Re: [PATCH] checkpatch: Check for quoted strings broken across lines

From: Josh Triplett
Date: Thu Feb 02 2012 - 20:31:17 EST


On Thu, Feb 02, 2012 at 05:08:53PM -0500, Nick Bowler wrote:
> On 2012-02-02 13:16 -0800, Josh Triplett wrote:
> > On Thu, Feb 02, 2012 at 03:22:07PM -0500, Nick Bowler wrote:
> > > On 2012-02-02 12:06 -0800, Josh Triplett wrote:
> > > > Documentation/CodingStyle recommends not splitting quoted strings across
> > > > lines, because it breaks the ability to grep for the string. checkpatch
> > > > already makes an exception to the 80-column rule for quoted strings to
> > > > allow this. Rather than just allowing it, actively warn about quoted
> > > > strings split across lines.
> > > [...]
> > > > +# Check for strings broken across lines (breaks greppability). Make an
> > > > +# exception when the previous string ends in a newline (multiple lines in one
> > > > +# string constant) or \n\t (common in inline assembly to indent the instruction
> > > > +# on the following line).
> > >
> > > There are tons of strings in the kernel that this makes checkpatch warn
> > > about where it probably shouldn't. For example, this one (from
> > > kernel/auditsc.c:1476):
> > >
> > > audit_log_format(ab,
> > > "oflag=0x%x mode=%#ho mq_flags=0x%lx mq_maxmsg=%ld "
> > > "mq_msgsize=%ld mq_curmsgs=%ld",
> > >
> > > WARNING: quoted string split across lines
> > > #1478: FILE: auditsc.c:1478:
> > > + "mq_msgsize=%ld mq_curmsgs=%ld",
> > >
> > > Breaking "greppability" of this string is a non-issue, because this sort
> > > of string is not really greppable to begin with (and would certainly not
> > > be any easier to grep for if it were all on one line).
> >
> > While I agree that in that particular case (heavy on the %formats and
> > light on the text) you can't easily grep to begin with, the guideline
> > from CodingStyle still applies,
>
> The guideline from CodingStyle talks about "user-visible strings". I
> don't think this string counts, because it contains code that is not
> displayed to the user (hence, the string is not user-visible). That is
> the reason why it's not greppable in the first place.
>
> There are hundreds, if not thousands of similar strings in the kernel.

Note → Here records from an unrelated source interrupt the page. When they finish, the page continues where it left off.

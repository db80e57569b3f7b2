// SPDX-License-Identifier: Apache-2.0

//! Path injection and traversal (CWE-22, CWE-73).
//!
//! WARNING: [`read_unsafe`] and [`read_joined`] are intentionally vulnerable.
//! Joining onto a base directory does not confine anything: `..` walks out
//! of it and an absolute path replaces it. [`read_confined`] normalizes the
//! joined path and checks the prefix before touching the filesystem.

use std::path::{Component, Path, PathBuf};

use axum::Json;
use axum::http::StatusCode;
use axum::response::{IntoResponse, Response};
use serde::Deserialize;
use serde_json::json;
use thiserror::Error;

use crate::params::LenientQuery;

/// Base directory the image handlers serve from.
pub const IMAGES_BASE: &str = "/server/static/images";

/// Errors from [`read_confined`].
#[derive(Error, Debug)]
pub enum FileAccessError {
    /// The normalized path left the base directory.
    #[error("access denied: {0} is outside the base directory")]
    Denied(PathBuf),

    /// The read itself failed.
    #[error("I/O error: {0}")]
    Io(#[from] std::io::Error),
}

/// Reads whatever path the caller names.
pub fn read_unsafe(p: &str) -> std::io::Result<Vec<u8>> {
    std::fs::read(p)
}

/// Reads `p` joined onto `base`, with no check on the result.
pub fn read_joined(base: &Path, p: &str) -> std::io::Result<Vec<u8>> {
    std::fs::read(base.join(p))
}

/// Resolves `.` and `..` without touching the filesystem.
#[must_use]
pub fn normalize(path: &Path) -> PathBuf {
    let mut out = PathBuf::new();
    for component in path.components() {
        match component {
            Component::CurDir => {}
            Component::ParentDir => {
                out.pop();
            }
            other => out.push(other.as_os_str()),
        }
    }
    out
}

/// Reads `p` under `base`, refusing anything that normalizes outside it.
pub fn read_confined(base: &Path, p: &str) -> Result<Vec<u8>, FileAccessError> {
    let base = normalize(base);
    let full = normalize(&base.join(p));
    if !full.starts_with(&base) {
        return Err(FileAccessError::Denied(full));
    }
    Ok(std::fs::read(full)?)
}

/// Query string for the file handlers.
#[derive(Debug, Default, Deserialize)]
pub struct PathQuery {
    /// User-supplied path.
    #[serde(default)]
    pub p: String,
}

fn bytes_or_500(result: std::io::Result<Vec<u8>>) -> Response {
    match result {
        Ok(bytes) => bytes.into_response(),
        Err(err) => {
            tracing::debug!(error = %err, "file read failed");
            StatusCode::INTERNAL_SERVER_ERROR.into_response()
        }
    }
}

/// `GET /vulnerabilities/unsafe_file_access`
pub async fn unsafe_file_access(LenientQuery(query): LenientQuery<PathQuery>) -> Response {
    bytes_or_500(read_unsafe(&query.p))
}

/// `GET /vulnerabilities/path_traversal`
pub async fn path_traversal(LenientQuery(query): LenientQuery<PathQuery>) -> Response {
    bytes_or_500(read_joined(Path::new(IMAGES_BASE), &query.p))
}

/// `GET /vulnerabilities/safe_file_access`
pub async fn safe_file_access(LenientQuery(query): LenientQuery<PathQuery>) -> Response {
    match read_confined(Path::new(IMAGES_BASE), &query.p) {
        Ok(bytes) => bytes.into_response(),
        Err(FileAccessError::Denied(path)) => {
            tracing::info!(path = %path.display(), "denied path outside base");
            Json(json!({ "error": "Access Denied" })).into_response()
        }
        Err(FileAccessError::Io(err)) => bytes_or_500(Err(err)),
    }
}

OK, with a combination of arcane grep/sed commands and hand checking, I
just scanned the *entire* kernel for quoted strings split across lines,
and filtered out all user-visible strings, leaving only the split
non-user-visible strings.

An excerpt from that pile of ugly, suggesting just how many ways kernel
code has to spell "user-visible":

\(print[a-z_]*\|pr_[a-z]*\|pr_[a-z]*_ratelimited\|pr_debug[0-9]\|pr_info_once\|dev_[a-z]*\|msg\|warn\|warn_once\|dbg\|debug\|debugp\|err\|error\|errdev\|errx\|warning\|DBG[A-Z0-9_]*\|DEBUG[A-Z_]*\|trace[a-z0-9_]*\|LOG_KMS\|exception\|FAIL\|fatal\|assert\|panic_vm\|trace\|panic\|puts\|MODULE_[A-Z_]*\|asm\|__asm__\|volatile\|__volatile__\|message\|log\|info\|DAC960_[A-Za-z_]*\|notify\|ufsd\|crit\|debugf[0-9]\|DP\|die\|fyi\|notice\|dout\|snoop\|throtl_log_tg\|ERROR_INODE\|RFALSE\|DMESGE\|SAY\|JOM\|SAM\|JOT\|DBF_EVENT\|DE_ACT\|s390_handle_damage\|CIO_MSG_EVENT\|CIO_CRW_EVENT\|DBF_EVENT_DEVID\|fat_fs_error_ratelimit\|mark_tsc_unstable\|ata_ehi_push_desc\|DEB[0-9]\|IUCV_DBF_TEXT_\|LOG_PARSE\|esp_log_[a-z]*\|check_warn_return\|D_ISR\|D_CALIB\|D_RATE\|D_TX_REPLY\|D_TXPOWER\|D_EEPROM\|D_POWER\|D_SCAN\|D_ASSOC\|D_HC\|D_HC_DUMP\|IP_VS_ERR_BUF\|DMWARN_LIMIT\|ide_dump_status\|ppfinit\|mca_recovered\|die_if_kernel\|die_if_no_fixup\|gdbstub_proto\|ite_pr\|nvt_pr\|deb_i2c\|deb_irq\|deb_ts\|deb_rc\|mxl_i2c\|MLX4_EN_PARM_INT\|DI\|d_fnstart\|d_fnend\|lbs_deb_[a-z_]*\|LPFC_[A-Z_]*\|stop\|mconsole_reply_v0\|CH_ALERT\|D1\|ADD\|lbtf_deb_usbd\|IWL_DEBUG_MAC80211\|WL_CONN\|CX18_INFO_DEV\|CX18_ERR_DEV\|OPT_BOOLEAN\|asc_prt_line\|gdbstub_msg_write\|DCCP_BUG\|fappend\)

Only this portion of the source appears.